The damaged fascicles are surgically split off and tested by NAP recordings, and the traces are compared with those from the healthier-looking portion of the nerve (Figure 22-6).

If there is no NAP conduction in the more damaged portion of the cross section of the nerve, that part is resected and repaired, usually with grafts (Figure 22-7).

This procedure is usually easier than a graft repair of the whole nerve, because the stumps are stabilized by the portion of nerve left behind, which only requires a neurolysis and is not resected or repaired (Figures 22-8 and 22-9).
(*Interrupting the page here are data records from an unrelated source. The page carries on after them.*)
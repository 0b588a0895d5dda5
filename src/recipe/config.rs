// src/recipe/config.rs

//! Parser configuration
//!
//! Defaults match stock Arch PKGBUILDs. A config can also be loaded from
//! TOML:
//!
//! ```toml
//! # Fields whose entries are "name: description" notes
//! note_fields = ["optdepends"]
//!
//! comment_marker = "#"
//!
//! # Directive lines to collect into the record's macro list
//! macro_prefixes = ["%define", "# @"]
//! ```

use crate::error::{Error, Result};
use crate::recipe::field::Field;
use serde::{Deserialize, Serialize};
use std::path::Path;

/// Options controlling how a PKGBUILD is decoded
#[derive(Debug, Clone, PartialEq, Eq, Serialize, Deserialize)]
#[serde(default, deny_unknown_fields)]
pub struct ParserConfig {
    /// Fields decoded as dependency notes when their entries match `name: description`
    pub note_fields: Vec<Field>,

    /// Prefix marking a comment line for preamble capture
    pub comment_marker: String,

    /// Line prefixes collected as macros; empty disables macro capture
    pub macro_prefixes: Vec<String>,
}

impl Default for ParserConfig {
    fn default() -> Self {
        Self {
            note_fields: vec![Field::Optdepends],
            comment_marker: "#".to_string(),
            macro_prefixes: Vec::new(),
        }
    }
}

impl ParserConfig {
    /// Parse a config from a TOML string
    pub fn from_toml_str(content: &str) -> Result<Self> {
        let config: Self = toml::from_str(content)
            .map_err(|e| Error::ConfigError(format!("Invalid parser config: {}", e)))?;

        if config.comment_marker.is_empty() {
            return Err(Error::ConfigError(
                "comment_marker cannot be empty".to_string(),
            ));
        }

        Ok(config)
    }

    /// Load a config from a TOML file
    pub fn load(path: &Path) -> Result<Self> {
        let content = std::fs::read_to_string(path).map_err(|e| {
            Error::IoError(format!("Failed to read config {}: {}", path.display(), e))
        })?;

        Self::from_toml_str(&content)
    }

    /// Set the fields decoded as dependency notes
    pub fn with_note_fields(mut self, fields: Vec<Field>) -> Self {
        self.note_fields = fields;
        self
    }

    /// Set the comment marker used for preamble capture
    pub fn with_comment_marker(mut self, marker: impl Into<String>) -> Self {
        self.comment_marker = marker.into();
        self
    }

    /// Set the line prefixes collected as macros
    pub fn with_macro_prefixes(mut self, prefixes: Vec<String>) -> Self {
        self.macro_prefixes = prefixes;
        self
    }

    pub fn is_note_field(&self, field: Field) -> bool {
        self.note_fields.contains(&field)
    }
}
// src/recipe/span.rs

//! Line-oriented span location for PKGBUILD assignments and functions
//!
//! PKGBUILDs are Bash, but the metadata we care about follows two simple
//! shapes that can be found without a shell parser:
//!
//! ```bash
//! depends=('glibc'
//!          'ncurses')      # assignment span: begin line up to a blank line
//!                          # or the next assignment
//! build() {
//!     make                 # function span: the lines between the header
//! }                        # and a line holding only `}`
//! ```
//!
//! Each lookup runs a two-state scan (seeking the begin line, then inside the
//! span looking for the end line) over the region's lines.

use std::ops::Range;

/// Which kind of span to look for
#[derive(Debug, Clone, Copy, PartialEq, Eq)]
pub enum SpanMode {
    /// `name=value`, `name=(...)`, optionally indented
    Assignment,
    /// `name() {` ... `}`
    Function,
}

impl SpanMode {
    fn is_begin(self, name: &str, line: &str) -> bool {
        match self {
            SpanMode::Assignment => line
                .trim_start()
                .strip_prefix(name)
                .is_some_and(|rest| rest.starts_with('=')),
            SpanMode::Function => function_header_rest(name, line)
                .is_some_and(|rest| rest.trim().is_empty()),
        }
    }

    fn is_end(self, line: &str) -> bool {
        match self {
            SpanMode::Assignment => line.trim().is_empty() || starts_new_definition(line),
            SpanMode::Function => line == "}",
        }
    }
}

/// Text after the `{` of a `name() {` line
fn function_header_rest<'a>(name: &str, line: &'a str) -> Option<&'a str> {
    line.strip_prefix(name)?
        .strip_prefix("()")?
        .trim_start()
        .strip_prefix('{')
}

/// A line starting another assignment (`word=`) or function (`word(`)
fn starts_new_definition(line: &str) -> bool {
    let trimmed = line.trim_start();
    let word_len = trimmed
        .find(|c: char| !(c.is_alphanumeric() || c == '_'))
        .unwrap_or(trimmed.len());

    word_len > 0 && matches!(trimmed[word_len..].chars().next(), Some('=') | Some('('))
}

#[derive(Clone, Copy)]
enum ScanState {
    Seeking,
    InSpan { begin: usize },
}

/// Lines belonging to one assignment or function body
#[derive(Debug, Clone, PartialEq, Eq)]
pub struct Span<'a> {
    lines: Vec<&'a str>,
    range: Range<usize>,
}

impl<'a> Span<'a> {
    fn new(all_lines: &[&'a str], range: Range<usize>) -> Self {
        Self {
            lines: all_lines[range.clone()].to_vec(),
            range,
        }
    }

    /// Zero-based line range within the searched region
    pub fn range(&self) -> Range<usize> {
        self.range.clone()
    }

    pub fn lines(&self) -> &[&'a str] {
        &self.lines
    }

    pub fn is_empty(&self) -> bool {
        self.lines.is_empty()
    }

    /// Span lines joined with newlines, without a trailing newline
    pub fn text(&self) -> String {
        self.lines.join("\n")
    }

    /// Span lines as they appear in the document, each newline-terminated
    pub fn body(&self) -> String {
        self.lines.iter().fold(String::new(), |mut body, line| {
            body.push_str(line);
            body.push('\n');
            body
        })
    }
}

/// Find the span of `name` in `region`
///
/// Assignment spans include the `name=` line. Function spans exclude both the
/// `name() {` header and the closing `}`. A span with no end line runs to the
/// end of the region. Returns `None` if `name` is not defined in the region.
pub fn locate<'a>(name: &str, region: &'a str, mode: SpanMode) -> Option<Span<'a>> {
    let lines: Vec<&str> = region.split('\n').collect();
    let mut state = ScanState::Seeking;

    for (idx, line) in lines.iter().enumerate() {
        match state {
            ScanState::Seeking => {
                if mode.is_begin(name, line) {
                    let begin = match mode {
                        SpanMode::Assignment => idx,
                        SpanMode::Function => idx + 1,
                    };
                    state = ScanState::InSpan { begin };
                }
            }
            ScanState::InSpan { begin } => {
                if mode.is_end(line) {
                    return Some(Span::new(&lines, begin..idx));
                }
            }
        }
    }

    match state {
        ScanState::InSpan { begin } => Some(Span::new(&lines, begin..lines.len())),
        ScanState::Seeking => None,
    }
}

/// Text of the assignment to `name`, or an empty string if it is not set
pub fn extract_assignment(name: &str, region: &str) -> String {
    locate(name, region, SpanMode::Assignment)
        .map(|span| span.text())
        .unwrap_or_default()
}

/// Body of the shell function `name`, or an empty string if it is not defined
///
/// The body is returned verbatim; it is opaque to this crate. A one-line
/// definition such as `build() { make; }` yields its inline commands as a
/// single newline-terminated line.
pub fn extract_function(name: &str, region: &str) -> String {
    locate(name, region, SpanMode::Function)
        .map(|span| span.body())
        .or_else(|| inline_function(name, region))
        .unwrap_or_default()
}

fn inline_function(name: &str, region: &str) -> Option<String> {
    region.split('\n').find_map(|line| {
        let inner = function_header_rest(name, line)?
            .trim_end()
            .strip_suffix('}')?
            .trim();
        Some(if inner.is_empty() {
            String::new()
        } else {
            format!("{}\n", inner)
        })
    })
}

#[cfg(test)]
mod tests {
    use super::*;

    #[test]
    fn test_locate_single_line_assignment() {
        let content = "pkgname=nano\npkgver=8.5\npkgrel=2\n";
        let span = locate("pkgver", content, SpanMode::Assignment).unwrap();
        assert_eq!(span.range(), 1..2);
        assert_eq!(span.text(), "pkgver=8.5");
    }

    #[test]
    fn test_locate_first_line_is_found() {
        let span = locate("pkgname", "pkgname=nano\npkgver=8.5", SpanMode::Assignment).unwrap();
        assert_eq!(span.range(), 0..1);
        assert_eq!(span.text(), "pkgname=nano");
    }

    #[test]
    fn test_locate_trailing_assignment_without_newline() {
        let span = locate("pkgrel", "pkgver=8.5\npkgrel=2", SpanMode::Assignment).unwrap();
        assert_eq!(span.text(), "pkgrel=2");
    }

    #[test]
    fn test_locate_multiline_array() {
        let content = "\
depends=('glibc'
         'ncurses'
         'file')
makedepends=('gcc')";
        let span = locate("depends", content, SpanMode::Assignment).unwrap();
        assert_eq!(span.range(), 0..3);
        assert_eq!(span.lines()[2].trim(), "'file')");
    }

    #[test]
    fn test_locate_indented_assignment() {
        let content = "package_foo() {\n  pkgdesc='Foo'\n  depends=('bar')\n}";
        assert_eq!(extract_assignment("pkgdesc", content), "  pkgdesc='Foo'");
    }

    #[test]
    fn test_assignment_ends_at_blank_line() {
        let content = "url='https://example.com'\n# comment\n\nlicense=('GPL')";
        let span = locate("url", content, SpanMode::Assignment).unwrap();
        assert_eq!(span.range(), 0..2);
    }

    #[test]
    fn test_assignment_ends_at_function_header() {
        let content = "pkgrel=1\nbuild() {\n  make\n}";
        assert_eq!(extract_assignment("pkgrel", content), "pkgrel=1");
    }

    #[test]
    fn test_prefix_names_do_not_match() {
        let content = "makedepends=('gcc')\n";
        assert!(locate("depends", content, SpanMode::Assignment).is_none());
        assert_eq!(extract_assignment("depends", content), "");
    }

    #[test]
    fn test_extract_function_body() {
        assert_eq!(extract_function("build", "build() {\n  make\n}"), "  make\n");
    }

    #[test]
    fn test_extract_function_skips_other_functions() {
        let content = "\
prepare() {
  patch -p1 < fix.patch
}

build() {
  ./configure --prefix=/usr
  make
}";
        assert_eq!(
            extract_function("build", content),
            "  ./configure --prefix=/usr\n  make\n"
        );
    }

    #[test]
    fn test_extract_function_missing() {
        assert_eq!(extract_function("check", "build() {\n  make\n}"), "");
        assert_eq!(extract_function("build", ""), "");
    }

    #[test]
    fn test_extract_function_empty_body() {
        assert_eq!(extract_function("check", "check() {\n}\n"), "");
    }

    #[test]
    fn test_function_header_requires_line_start() {
        let content = "  build() {\n  make\n}";
        assert!(locate("build", content, SpanMode::Function).is_none());
    }

    #[test]
    fn test_one_line_function_does_not_absorb_next() {
        let content = "build() { make; }\n\npackage() {\n  install\n}\n";
        assert!(locate("build", content, SpanMode::Function).is_none());
        assert_eq!(extract_function("build", content), "make;\n");
        assert_eq!(extract_function("package", content), "  install\n");
    }

    #[test]
    fn test_header_with_trailing_commands_is_not_a_block() {
        let content = "check() { make test\n}\n";
        assert!(locate("check", content, SpanMode::Function).is_none());
        assert_eq!(extract_function("check", content), "");
    }

    #[test]
    fn test_pkgver_function_and_variable_are_distinct() {
        let content = "pkgver=1.0\n\npkgver() {\n  git describe\n}\n";
        assert_eq!(extract_assignment("pkgver", content), "pkgver=1.0");
        assert_eq!(extract_function("pkgver", content), "  git describe\n");
    }
}
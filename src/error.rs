// src/error.rs

//! Crate-level error type

use thiserror::Error;

/// Errors surfaced to callers of the crate
///
/// Missing fields, functions, and sub-packages are never errors; they decode
/// to empty values. Per-field decode failures are collected on the record as
/// [`crate::recipe::FieldError`] instead of aborting the parse.
#[derive(Error, Debug)]
pub enum Error {
    /// Reading a PKGBUILD or config file failed
    #[error("I/O error: {0}")]
    IoError(String),

    /// A request named something that is not part of the PKGBUILD vocabulary
    #[error("Parse error: {0}")]
    ParseError(String),

    /// Parser configuration could not be loaded
    #[error("Config error: {0}")]
    ConfigError(String),
}

/// Result type alias for crate operations
pub type Result<T> = std::result::Result<T, Error>;
// src/commands/mod.rs
//! Command handlers for the conary-pkgbuild CLI

mod inspect;
mod subpackages;

pub use inspect::{cmd_field, cmd_function, cmd_show};
pub use subpackages::cmd_subpackages;

use crate::cli::OutputFormat;
use anyhow::{Context, Result};
use conary_pkgbuild::recipe::read_pkgbuild_with;
use conary_pkgbuild::{Field, FieldValue, Function, ParserConfig, Pkgbuild};
use std::path::Path;
use tracing::{debug, info};

/// Load the parser configuration, or the defaults if no path was given
pub fn load_config(path: Option<&str>) -> Result<ParserConfig> {
    match path {
        Some(path) => {
            info!("Loading parser config from {}", path);
            ParserConfig::load(Path::new(path))
                .with_context(|| format!("Failed to load parser config: {}", path))
        }
        None => Ok(ParserConfig::default()),
    }
}

/// Read and parse a PKGBUILD, printing per-field failures as warnings
fn load_pkgbuild(path: &str, config: &ParserConfig) -> Result<Pkgbuild> {
    debug!("Parsing PKGBUILD: {}", path);
    let pkg = read_pkgbuild_with(Path::new(path), config)
        .with_context(|| format!("Failed to load PKGBUILD: {}", path))?;

    for failure in &pkg.failures {
        eprintln!("Warning: {}", failure);
    }

    Ok(pkg)
}

/// Render a record in the requested format
fn render(pkg: &Pkgbuild, format: OutputFormat) -> Result<String> {
    match format {
        OutputFormat::Text => Ok(render_text(pkg)),
        OutputFormat::Json => {
            serde_json::to_string_pretty(pkg).context("Failed to serialize record to JSON")
        }
        OutputFormat::Toml => {
            toml::to_string_pretty(pkg).context("Failed to serialize record to TOML")
        }
    }
}

fn render_text(pkg: &Pkgbuild) -> String {
    let mut out = String::new();

    if let Some(name) = pkg.name() {
        out.push_str(&format!("Name         : {}\n", name));
    }
    if let Some(version) = pkg.full_version() {
        out.push_str(&format!("Version      : {}\n", version));
    }

    for field in Field::ALL {
        let value = pkg.field(field);
        match value {
            FieldValue::Absent => {}
            FieldValue::NoteList(notes) => {
                out.push_str(&format!("{:<12} :\n", field));
                for note in notes {
                    out.push_str(&format!("    {}\n", note));
                }
            }
            // One hash per line, in source order
            _ if field.is_checksum() => {
                out.push_str(&format!("{:<12} :\n", field));
                for sum in value.values() {
                    out.push_str(&format!("    {}\n", sum));
                }
            }
            _ => out.push_str(&format!("{:<12} : {}\n", field, value)),
        }
    }

    let defined: Vec<&str> = Function::ALL
        .iter()
        .filter(|func| !pkg.function(**func).is_empty())
        .map(|func| func.as_str())
        .collect();
    if !defined.is_empty() {
        out.push_str(&format!("Functions    : {}\n", defined.join(", ")));
    }

    if pkg.is_split() {
        let names: Vec<&str> = pkg.subpackages.iter().map(|s| s.name.as_str()).collect();
        out.push_str(&format!("Sub-packages : {}\n", names.join(", ")));
    }
    if !pkg.macros.is_empty() {
        out.push_str(&format!("Macros       : {}\n", pkg.macros.len()));
    }

    out
}
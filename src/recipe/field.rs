// src/recipe/field.rs

//! Known PKGBUILD variable and function names

use crate::error::Error;
use serde::{Deserialize, Serialize};
use std::fmt;
use std::str::FromStr;

/// A PKGBUILD metadata variable the parser extracts
#[derive(Debug, Clone, Copy, PartialEq, Eq, Hash, PartialOrd, Ord, Serialize, Deserialize)]
#[serde(rename_all = "lowercase")]
pub enum Field {
    Pkgname,
    Pkgbase,
    Epoch,
    Pkgver,
    Pkgrel,
    Pkgdesc,
    Url,
    Arch,
    License,
    Groups,
    Depends,
    Makedepends,
    Checkdepends,
    Optdepends,
    Provides,
    Conflicts,
    Replaces,
    Backup,
    Source,
    Md5sums,
    Sha1sums,
    Sha256sums,
    Sha512sums,
    B2sums,
}

impl Field {
    /// Every known field, in the order they are extracted
    pub const ALL: [Field; 24] = [
        Field::Pkgname,
        Field::Pkgbase,
        Field::Epoch,
        Field::Pkgver,
        Field::Pkgrel,
        Field::Pkgdesc,
        Field::Url,
        Field::Arch,
        Field::License,
        Field::Groups,
        Field::Depends,
        Field::Makedepends,
        Field::Checkdepends,
        Field::Optdepends,
        Field::Provides,
        Field::Conflicts,
        Field::Replaces,
        Field::Backup,
        Field::Source,
        Field::Md5sums,
        Field::Sha1sums,
        Field::Sha256sums,
        Field::Sha512sums,
        Field::B2sums,
    ];

    /// The shell variable name as written in a PKGBUILD
    pub fn as_str(&self) -> &'static str {
        match self {
            Field::Pkgname => "pkgname",
            Field::Pkgbase => "pkgbase",
            Field::Epoch => "epoch",
            Field::Pkgver => "pkgver",
            Field::Pkgrel => "pkgrel",
            Field::Pkgdesc => "pkgdesc",
            Field::Url => "url",
            Field::Arch => "arch",
            Field::License => "license",
            Field::Groups => "groups",
            Field::Depends => "depends",
            Field::Makedepends => "makedepends",
            Field::Checkdepends => "checkdepends",
            Field::Optdepends => "optdepends",
            Field::Provides => "provides",
            Field::Conflicts => "conflicts",
            Field::Replaces => "replaces",
            Field::Backup => "backup",
            Field::Source => "source",
            Field::Md5sums => "md5sums",
            Field::Sha1sums => "sha1sums",
            Field::Sha256sums => "sha256sums",
            Field::Sha512sums => "sha512sums",
            Field::B2sums => "b2sums",
        }
    }

    /// Whether this field holds integrity checksums for `source`
    pub fn is_checksum(&self) -> bool {
        matches!(
            self,
            Field::Md5sums | Field::Sha1sums | Field::Sha256sums | Field::Sha512sums | Field::B2sums
        )
    }
}

impl fmt::Display for Field {
    fn fmt(&self, f: &mut fmt::Formatter<'_>) -> fmt::Result {
        f.pad(self.as_str())
    }
}

impl FromStr for Field {
    type Err = Error;

    fn from_str(s: &str) -> Result<Self, Self::Err> {
        Field::ALL
            .into_iter()
            .find(|field| field.as_str() == s)
            .ok_or_else(|| Error::ParseError(format!("Unknown PKGBUILD field: {}", s)))
    }
}

/// A PKGBUILD shell function the parser extracts
#[derive(Debug, Clone, Copy, PartialEq, Eq, Hash, PartialOrd, Ord, Serialize, Deserialize)]
#[serde(rename_all = "lowercase")]
pub enum Function {
    Prepare,
    Build,
    Check,
    Package,
    /// Version generation for VCS packages
    Pkgver,
}

impl Function {
    pub const ALL: [Function; 5] = [
        Function::Prepare,
        Function::Build,
        Function::Check,
        Function::Package,
        Function::Pkgver,
    ];

    pub fn as_str(&self) -> &'static str {
        match self {
            Function::Prepare => "prepare",
            Function::Build => "build",
            Function::Check => "check",
            Function::Package => "package",
            Function::Pkgver => "pkgver",
        }
    }
}

impl fmt::Display for Function {
    fn fmt(&self, f: &mut fmt::Formatter<'_>) -> fmt::Result {
        f.pad(self.as_str())
    }
}

impl FromStr for Function {
    type Err = Error;

    fn from_str(s: &str) -> Result<Self, Self::Err> {
        Function::ALL
            .into_iter()
            .find(|func| func.as_str() == s)
            .ok_or_else(|| Error::ParseError(format!("Unknown PKGBUILD function: {}", s)))
    }
}
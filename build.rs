// build.rs

use clap::{Arg, Command};
use clap_mangen::Man;
use std::env;
use std::fs;
use std::path::PathBuf;

/// Common argument: PKGBUILD path
fn pkgbuild_arg() -> Arg {
    Arg::new("pkgbuild")
        .required(true)
        .value_name("PKGBUILD")
        .help("Path to the PKGBUILD file")
}

/// Common argument: output format
fn format_arg() -> Arg {
    Arg::new("format")
        .short('f')
        .long("format")
        .value_parser(["text", "json", "toml"])
        .default_value("text")
        .help("Output format")
}

fn build_cli() -> Command {
    Command::new("conary-pkgbuild")
        .version(env!("CARGO_PKG_VERSION"))
        .author("Conary Contributors")
        .about("Extract metadata from Arch Linux PKGBUILDs")
        .subcommand_required(false)
        .arg(
            Arg::new("config")
                .short('c')
                .long("config")
                .value_name("PATH")
                .global(true)
                .help("Parser configuration file (TOML)"),
        )
        .arg(
            Arg::new("verbose")
                .short('v')
                .long("verbose")
                .global(true)
                .action(clap::ArgAction::SetTrue)
                .help("Enable debug logging (overridden by RUST_LOG)"),
        )
        .subcommand(
            Command::new("show")
                .about("Parse a PKGBUILD and print the extracted record")
                .arg(pkgbuild_arg())
                .arg(format_arg()),
        )
        .subcommand(
            Command::new("field")
                .about("Print a single decoded field")
                .arg(pkgbuild_arg())
                .arg(Arg::new("name").required(true).help("Field name (e.g. pkgver, depends)")),
        )
        .subcommand(
            Command::new("function")
                .about("Print the body of a build function")
                .arg(pkgbuild_arg())
                .arg(
                    Arg::new("name")
                        .required(true)
                        .value_parser(["prepare", "build", "check", "package", "pkgver"])
                        .help("Function name"),
                ),
        )
        .subcommand(
            Command::new("subpackages")
                .about("List the package_<name>() blocks of a split PKGBUILD")
                .arg(pkgbuild_arg())
                .arg(
                    Arg::new("parse")
                        .long("parse")
                        .action(clap::ArgAction::SetTrue)
                        .help("Parse each block's own overrides"),
                )
                .arg(format_arg()),
        )
        .subcommand(
            Command::new("completions")
                .about("Generate shell completion scripts")
                .arg(
                    Arg::new("shell")
                        .required(true)
                        .value_parser(["bash", "zsh", "fish", "powershell", "elvish"])
                        .help("Shell type"),
                ),
        )
}

fn main() {
    println!("cargo:rerun-if-changed=build.rs");

    // Create man directory - use CARGO_MANIFEST_DIR which is always set by cargo
    let manifest_dir = match env::var("CARGO_MANIFEST_DIR") {
        Ok(dir) => PathBuf::from(dir),
        Err(e) => {
            println!("cargo:warning=CARGO_MANIFEST_DIR not set: {}", e);
            return;
        }
    };
    let man_dir = manifest_dir.join("man");

    if let Err(e) = fs::create_dir_all(&man_dir) {
        println!("cargo:warning=Failed to create man directory: {}", e);
        return;
    }

    let man = Man::new(build_cli());
    let mut buffer = Vec::new();

    if let Err(e) = man.render(&mut buffer) {
        println!("cargo:warning=Failed to render man page: {}", e);
        return;
    }

    let man_path = man_dir.join("conary-pkgbuild.1");
    if let Err(e) = fs::write(&man_path, buffer) {
        println!("cargo:warning=Failed to write man page: {}", e);
    }
}
// src/lib.rs

//! Conary PKGBUILD extraction
//!
//! Reads Arch Linux PKGBUILDs into typed records for the rest of the Conary
//! packaging toolchain (converters, dependency resolution, builders).
//!
//! # Architecture
//!
//! - Text-only: no Bash is executed and no variables are expanded
//! - Shape by content: a field's value type is inferred from how it is written
//! - Absence is data: missing fields decode to [`FieldValue::Absent`], and a
//!   malformed field is reported without discarding the rest of the record

mod error;
pub mod recipe;

pub use error::{Error, Result};
pub use recipe::{
    parse_pkgbuild, read_pkgbuild, DependencyNote, Field, FieldError, FieldValue, Function,
    ParserConfig, Pkgbuild, SubPackage,
};
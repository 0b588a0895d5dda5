// src/recipe/mod.rs

//! PKGBUILD recipe extraction
//!
//! Pulls structured metadata out of Arch Linux PKGBUILDs without running Bash.
//!
//! # Pipeline
//!
//! - **Split**: `package_<name>()` blocks are cut out of the document
//! - **Locate**: each known variable or function is found by a line scan
//! - **Decode**: assignment text becomes a scalar, a list, or dependency notes
//! - **Assemble**: everything is collected into a [`Pkgbuild`] record
//!
//! # Example
//!
//! ```
//! use conary_pkgbuild::recipe::{Field, FieldValue, Function, Pkgbuild};
//!
//! let pkg = Pkgbuild::parse("pkgname=hello\narch=('x86_64' 'aarch64')\n\nbuild() {\n  make\n}\n");
//! assert_eq!(pkg.name(), Some("hello"));
//! assert_eq!(
//!     pkg.field(Field::Arch),
//!     &FieldValue::List(vec!["x86_64".to_string(), "aarch64".to_string()])
//! );
//! assert_eq!(pkg.function(Function::Build), "  make\n");
//! ```

mod config;
mod field;
pub mod pkgbuild;
pub mod span;
mod subpackage;
mod value;

pub use config::ParserConfig;
pub use field::{Field, Function};
pub use pkgbuild::{parse_pkgbuild, read_pkgbuild, read_pkgbuild_with, Pkgbuild};
pub use span::{extract_assignment, extract_function, locate, Span, SpanMode};
pub use subpackage::{split_subpackages, Split, SubPackage};
pub use value::{decode, DependencyNote, FieldError, FieldValue};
Outcomes in this category of split repair are, not surprisingly, relatively favorable when compared with total repair of the cross section, whether done by end-to-end suture or by graft.

Graft Repair

Autografts

When the gap is too great for end-to-end repair, autografts are harvested and a fascicular or grouped interfascicular graft repair is done, depending on the oligofascicular or polyfascicular nature of the two stumps. Repair gaps are carefully measured, and incisions for donor grafts of the needed length are placed (Figure 22-10).

The graft source is influenced by a number of factors, including convenient anatomical proximity, injury to potential graft sites, and other specific issues. In general, sources for grafts in order of preference are:

Of these, the use of sensory nerves of the caliber of the sural, antebrachial cutaneous, or SSR nerves rather than mixed motor-sensory nerves is favored.

Multiple strands are placed from a large proximal fascicle to a large distal fascicle. Alternatively, grafts from small groups of fascicles proximally are placed to small groups distally, depending on the fascicular architecture of the two stumps (Figure 22-11).

Grafts are placed to reconnect appropriate fascicular groups whenever possible. This works best for short lesions, where the gap is relatively short and thus the faces of the two stumps resemble each other in fascicular pattern.

When a lengthy lesion has been resected, matching fascicles by interposed grafts is of course difficult. In general we connect groups of those proximal fascicles in the vicinity of 3, 6, 9, and 12 o’clock to those groups of fascicles at 3, 6, 9, and 12 o’clock in the distal stump (Figures 22-12 to 22-14).

We use fine 7-0, 8-0 or10-0 suture to do this. The ends of the grafts are spread or “fishmouthed” with suture as they are apposed to groups of fascicles.